As the strongest continental economy, South Africa accounts for a quarter of total Sub-Saharan gross domestic product (GDP). It is also the largest investor in Africa. By 2008, South African companies had put US$ 8.5 billion into the sub-continent, more than any other African country. Investment has occurred in a number of economic sectors and has gone beyond the traditional Southern African markets, spreading into West, East and even Central Africa, in most cases with much success. In this context, the story of South Africa’s continental ventures holds a number of interesting and important lessons for those seeking to do the same. Unpacking these lessons requires a closer look at the historical reasons behind South Africa’s unique expansion as well as the continued reasons for its dominance.
This CAI article explores South Africa’s role as an investor in Sub-Saharan Africa. It first examines the extent of South Africa's African investments, highlighting the country's commercial dominance on the sub-continent. This paper then looks at the foundations of such dominance, arguing that it can be traced historically to the end of apartheid and the unlocking of investment capital that came with the lifting of economic sanctions. It then seeks to explain South Africa’s continued success, pointing to a number of other structural factors, such as access to venture capital and the linked nature of export industries. It next carries out a short mapping exercise of which industries have been primarily targeted by South African firms, in which countries, and to what degree of success. Finally, it looks at the challenges that investors have faced in driving corporate expansion and the effect these challenges are likely to have in years to come.
The extent of South African trade with the rest of the African continent
Over the years, there has been a slow and steady rise in South Africa’s exports to the rest of the African continent, as illustrated in Figure 1 below. Barring a dip in 2008 and 2009, exports have continually risen, reaching US$ 12.3 billion in 2011 and US$ 12.1 billion in the first nine months of 2012. Meanwhile, imports from the entire African continent trail significantly behind at only US$ 6.2 billion in 2011 and US$ 7.7 billion in the first three quarters of 2012.
Figure 1 Total South African imports and exports with African countries from 2006-2012 (in US$ billion) (2)

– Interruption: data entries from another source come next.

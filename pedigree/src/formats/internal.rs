//! The serialized form of a pedigree: the vertex/edge list of the graph, the
//! proband and, optionally, the layered layout that was computed for it. This
//! is what the editor stores and what the undo stack snapshots.

use crate::adt::base_graph::BaseGraph;
use crate::adt::ordering::RankType;
use crate::core::base::{VertexId, VertexType};
use crate::core::error::Result;
use crate::core::options::LayoutOptions;
use crate::core::properties::Properties;
use crate::formats::builder::DEFAULT_EDGE_WEIGHT;
use serde::{Deserialize, Serialize};

fn default_weight() -> usize {
    DEFAULT_EDGE_WEIGHT
}

fn is_default_weight(w: &usize) -> bool {
    *w == DEFAULT_EDGE_WEIGHT
}

#[derive(Debug, Clone, PartialEq, Serialize, Deserialize)]
pub struct SerializedEdge {
    pub to: VertexId,
    #[serde(default = "default_weight", skip_serializing_if = "is_default_weight")]
    pub weight: usize,
}

#[derive(Debug, Clone, PartialEq, Serialize, Deserialize)]
pub struct SerializedVertex {
    pub id: VertexId,
    #[serde(rename = "type")]
    pub kind: VertexType,
    /// Only stored when it differs from the default width of the kind.
    #[serde(default, skip_serializing_if = "Option::is_none")]
    pub width: Option<usize>,
    #[serde(default)]
    pub properties: Properties,
    #[serde(default, skip_serializing_if = "Vec::is_empty")]
    pub outedges: Vec<SerializedEdge>,
}

/// The layered layout: ranks and coordinates are indexed by the ids of the
/// layered graph, which places its virtual vertices after the real ones.
#[derive(Debug, Clone, PartialEq, Serialize, Deserialize)]
pub struct SerializedLayout {
    pub ranks: Vec<usize>,
    pub order: RankType,
    pub positions: Vec<i64>,
}

#[derive(Debug, Clone, PartialEq, Serialize, Deserialize)]
pub struct SerializedPedigree {
    #[serde(rename = "GG")]
    pub vertices: Vec<SerializedVertex>,
    #[serde(default, skip_serializing_if = "Option::is_none")]
    pub proband: Option<VertexId>,
    #[serde(default, skip_serializing_if = "Option::is_none")]
    pub layout: Option<SerializedLayout>,
}

impl SerializedPedigree {
    /// Describe \p graph. Virtual vertices are not part of the model and are
    /// collapsed first.
    pub fn from_graph(graph: &BaseGraph, proband: Option<VertexId>) -> Self {
        let collapsed;
        let graph = if graph.iter().any(|v| graph.is_virtual(v)) {
            collapsed = graph.collapse_virtual_edges();
            &collapsed
        } else {
            graph
        };

        let vertices = graph
            .iter()
            .map(|v| {
                let kind = graph.kind(v);
                let width = graph.width(v);
                SerializedVertex {
                    id: v,
                    kind,
                    width: (width != graph.default_width(kind)).then_some(width),
                    properties: graph.properties(v).clone(),
                    outedges: graph
                        .out_edges(v)
                        .iter()
                        .map(|e| SerializedEdge {
                            to: e.to,
                            weight: e.weight,
                        })
                        .collect(),
                }
            })
            .collect();

        SerializedPedigree {
            vertices,
            proband,
            layout: None,
        }
    }

    /// Rebuild the graph with the stored ids. Edges are added once all the
    /// vertices exist, so forward references are fine.
    pub fn to_graph(&self, options: &LayoutOptions) -> Result<BaseGraph> {
        let mut graph = BaseGraph::from_options(options);
        for v in &self.vertices {
            graph.add_vertex(Some(v.id), v.kind, v.properties.clone(), v.width)?;
        }
        for v in &self.vertices {
            for e in &v.outedges {
                graph.add_edge(v.id, e.to, e.weight)?;
            }
        }
        Ok(graph)
    }

    pub fn to_json(&self) -> Result<String> {
        Ok(serde_json::to_string_pretty(self)?)
    }

    pub fn from_json(text: &str) -> Result<Self> {
        Ok(serde_json::from_str(text)?)
    }
}

#[test]
fn test_graph_roundtrip() {
    use crate::adt::base_graph::make_trio;
    let (mut g, [_, _, _, hub, child]) = make_trio();
    g.properties_mut(child).first_name = Some("Kid".to_string());
    g.remove_edge(hub, child).unwrap();
    g.add_edge(hub, child, 3).unwrap();

    let data = SerializedPedigree::from_graph(&g, Some(child));
    let text = data.to_json().unwrap();
    assert!(text.contains("\"GG\""));
    assert!(text.contains("\"weight\": 3"));

    let back = SerializedPedigree::from_json(&text).unwrap();
    assert_eq!(back, data);
    let g2 = back.to_graph(&LayoutOptions::default()).unwrap();
    assert_eq!(g2, g);
    assert_eq!(back.proband, Some(child));
}

#[test]
fn test_virtual_vertices_are_not_stored() {
    use crate::adt::base_graph::make_trio;
    let (g, _) = make_trio();
    let ranks = vec![0, 0, 0, 1, 4];
    let (layered, _) = g.split_multi_rank_edges(&ranks).unwrap();
    assert!(layered.num_vertices() > g.num_vertices());
    let data = SerializedPedigree::from_graph(&layered, None);
    assert_eq!(data.vertices.len(), g.num_vertices());
    assert!(data.vertices.iter().all(|v| v.kind != VertexType::VirtualEdge));
}

#[test]
fn test_reject_bad_input() {
    let text = r#"{"GG":[{"id":0,"type":"person"},{"id":0,"type":"person"}]}"#;
    let data = SerializedPedigree::from_json(text).unwrap();
    assert!(data.to_graph(&LayoutOptions::default()).is_err());
    assert!(SerializedPedigree::from_json("{\"GG\": 3}").is_err());
}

*Figures for 2012 until October 2012
Explaining the upward trend
A number of unique factors explain South Africa’s significant presence in economies beyond its borders. Historically, the 1990s were essential to laying the foundations for a successful expansion of South African corporate entities. The end of the apartheid era coincided with a major global push for liberalisation and privatisation in Africa. Meanwhile, the end of the apartheid regime and the lift of international economic sanctions against South Africa meant that corporate entities found themselves with a surplus of capital that could be directed towards smaller and less competitive markets beyond the country's borders. The reintegration of South Africa into the political and economic world thus greatly facilitated the process of its corporate expansion.(3) The advanced nature of the South African economy, relative to its African neighbours, meant that African markets offered to South Africa what other economies could not - a chance to develop a strong comparative advantage. The majority of African economies exported, and still export, primarily raw materials. Value-added goods remain only a small percentage of their exports, as does the exportation of services. In contrast, while raw materials do still form part of South Africa’s external trade profile, the country is also a major exporter of services and value-added products that serve to meet a growing consumer demand across the continent.
Three major factors explain the continued dominance and flexibility of the South African investors. Firstly, it is especially important to note that South African investors have significantly better access to credit and other financial instruments to support their ventures. More financing options are available than anywhere else on the continent. As of 2013, there are three major equity instruments that provide in total over US$ 101 million to South African citizens wanting to invest in Africa.(4) The Standard Bank Africa Equity Index Exchange Trade Note (ETN) is a debt instrument that can be bought and sold. It has a value of US$ 66 million and matures in 2021. It also gives investors access to active listed companies across the sub-continent.(5) Two major funds are also in place. The Momentum Africa Equity Fund has a total size of US$ 23.9 million and currently has 71% of its assets allocated in Sub-Saharan Africa and 29% in North Africa. The Momentum fund is the largest African mutual fund but requires the high initial investment of US$ 11,750. More accessible is the Prescient Africa Equity Fund, a fund with a total size of US$ 11.2 million. This requires the much lower initial investment of US$ 1,129 or US$ 56 a month, making it significantly more accessible.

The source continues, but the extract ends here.